Friends...With Champagne

Meet Brooke. Brooke loves Champagne.
Why does she deserve her very own WithChampagne blog post?
Because she matched her god damn earrings to her glass of champagne that's why.
So...apparently, it doesn't take much.
If you want your very own WithChampagne blog post.
Send your picture and excerpt to Wendy@Withchampagne.com.
And see your story come to life.

Happy Birthday Brooke!

Friday, October 8, 2010

Heaven...With Champagne

Where is this?
How do I get there?
Is this what heaven is like?
No, right? There would be more champagne in Heaven.
I'm pretty sure in Heaven, the ocean would be made of champagne. The stars would be champagne bubbles that pop and sprinkle champagne down upon you. Oh wait...There is no heaven. And even if there was, I'm such a bad girl, that I would never make it there. But the thought of all this is kinda making me feel a little tipsy so I'm kind of just enjoying it all. But we are getting off topic. The topic being:
"Where is this and how the hell do I get there?"

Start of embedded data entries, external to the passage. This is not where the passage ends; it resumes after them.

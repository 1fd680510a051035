pub mod sanitizer;
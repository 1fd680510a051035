// Career recommendation: a thin gateway over an external vector index.

pub mod gateway;
pub mod handlers;
pub mod vector_index;
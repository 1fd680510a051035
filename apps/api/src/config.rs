use std::str::FromStr;
use std::time::Duration;

use anyhow::{Context, Result};

/// Application configuration loaded from environment variables.
/// Startup fails if required variables are missing or malformed.
#[derive(Debug, Clone)]
pub struct Config {
    pub database_url: String,
    /// Persona cache is disabled when unset.
    pub redis_url: Option<String>,
    /// Narrative classification is disabled (rule-based only) when unset.
    pub anthropic_api_key: Option<String>,
    pub pinecone_api_key: String,
    pub pinecone_index_host: String,
    pub embedding_dimension: usize,
    pub narrative_timeout: Duration,
    pub persona_cache_ttl: Duration,
    pub circuit_breaker_threshold: u32,
    pub circuit_breaker_reset: Duration,
    pub recommend_max_top_k: u32,
    pub port: u16,
    pub rust_log: String,
}

impl Config {
    pub fn from_env() -> Result<Self> {
        dotenvy::dotenv().ok(); // load .env if present; ignore if missing

        Ok(Config {
            database_url: require_env("DATABASE_URL")?,
            redis_url: optional_env("REDIS_URL"),
            anthropic_api_key: optional_env("ANTHROPIC_API_KEY"),
            pinecone_api_key: require_env("PINECONE_API_KEY")?,
            pinecone_index_host: require_env("PINECONE_INDEX_HOST")?,
            embedding_dimension: parse_env("EMBEDDING_DIMENSION", 768)?,
            narrative_timeout: Duration::from_secs(parse_env("NARRATIVE_TIMEOUT_SECS", 10)?),
            persona_cache_ttl: Duration::from_secs(parse_env("PERSONA_CACHE_TTL_SECS", 900)?),
            circuit_breaker_threshold: parse_env("CIRCUIT_BREAKER_THRESHOLD", 5)?,
            circuit_breaker_reset: Duration::from_secs(parse_env(
                "CIRCUIT_BREAKER_RESET_SECS",
                60,
            )?),
            recommend_max_top_k: parse_env("RECOMMEND_MAX_TOP_K", 50)?,
            port: parse_env("PORT", 8080)?,
            rust_log: std::env::var("RUST_LOG").unwrap_or_else(|_| "info".to_string()),
        })
    }
}

fn require_env(key: &str) -> Result<String> {
    std::env::var(key).with_context(|| format!("Required environment variable '{key}' is not set"))
}

fn optional_env(key: &str) -> Option<String> {
    std::env::var(key).ok().filter(|v| !v.trim().is_empty())
}

fn parse_env<T>(key: &str, default: T) -> Result<T>
where
    T: FromStr,
    T::Err: std::error::Error + Send + Sync + 'static,
{
    match optional_env(key) {
        Some(raw) => parse_value(key, &raw),
        None => Ok(default),
    }
}

fn parse_value<T>(key: &str, raw: &str) -> Result<T>
where
    T: FromStr,
    T::Err: std::error::Error + Send + Sync + 'static,
{
    raw.trim()
        .parse::<T>()
        .with_context(|| format!("Environment variable '{key}' has an invalid value: '{raw}'"))
}
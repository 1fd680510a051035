use anyhow::{Context, Result};
use sqlx::postgres::PgPoolOptions;
use sqlx::PgPool;
use tracing::info;

/// Creates the PostgreSQL connection pool and applies pending migrations.
pub async fn create_pool(database_url: &str) -> Result<PgPool> {
    info!("Connecting to PostgreSQL...");

    let pool = PgPoolOptions::new()
        .max_connections(10)
        .connect(database_url)
        .await?;

    sqlx::migrate!("./migrations")
        .run(&pool)
        .await
        .context("Failed to apply database migrations")?;

    info!("PostgreSQL connection pool established");
    Ok(pool)
}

Wednesday, October 6, 2010

Crate & Barrel...With Champagne

Dear Crate & Barrel,
I commend you on trying to sell your champagne flutes, with your catchy title, a colorful back drop, fake ice cubes, and of course, the fake empty bottle of champagne.
But unfortunately, this is not how you sell champagne glasses C&B. Where's the fun? Where's the celebration? Where's the god damn party? Listen, if I am going to drop $3.95 on champagne flutes (and a lot of them) & $49.95 on a bottle chiller, you better make sure a good time is going to be had by all. We need to take this display to the next level. I'm talking, multiple bottles, some empty, some full, and some just plain knocked over. We need party hats, pickle platters, pinatas. I'd throw in free tastings, free massages, free lap dances. Make it interactive.  This is champagne we are talking about, not your grandma's fruit punch.
And speaking of grandmothers, mine had better drapes than whatever crap you have hanging there. Cheers!

Tuesday, October 5, 2010

No plus one...With Champagne

I'd like to take this time to apologize to Katie & Nicholas, for a friend of mine, who does not remember anything about your wedding. It's not her fault though, I swear. Here's the story: So she was sitting alone, with no plus one, at a very bland table, at a very suburban wedding, minding her own damn business, when all of a sudden, all the couples at the table (everyone but her) started attacking like vultures. Asking questions about whats it's like being 30 and single, like only some rare and sad breed of Human can exist in such a way.
"Where do you even meet someone at this point?"
No joke. Someone seriously asked this question.
One gal, she was probably 25 and a mother of 3, attempted to come to her aid, "Christiansingles.com is a great place to meet people."
Not a moment passed before my friend politely removed herself from the table and bellied up to the bar, where she proceeded to drink...
Now I'd like to make this clear, This wasn't because she should feel sorry for herself. It's quite the opposite. It was a time to rejoice in the fact that she was nothing like these people. And truth be told, She never really was alone. Isn't that right Mr. Bubbly?........he doesn't talk much.

A Raisin...With Champagne

I know what you're thinking. What on earth does a raisin have to do with champagne...well besides the fact of course that wine comes from grapes and raisins are just dried grapes and some wines such as Amarone are created from dried grapes so raisins and wine and thus champagne have a lot in common...but I digress. So as I was saying, aside from the obvious... I bet you didn't know that if you drop a raisin in a glass of fresh champagne, it will bounce up and down continuously, from the bottom of the glass, all the way to the top.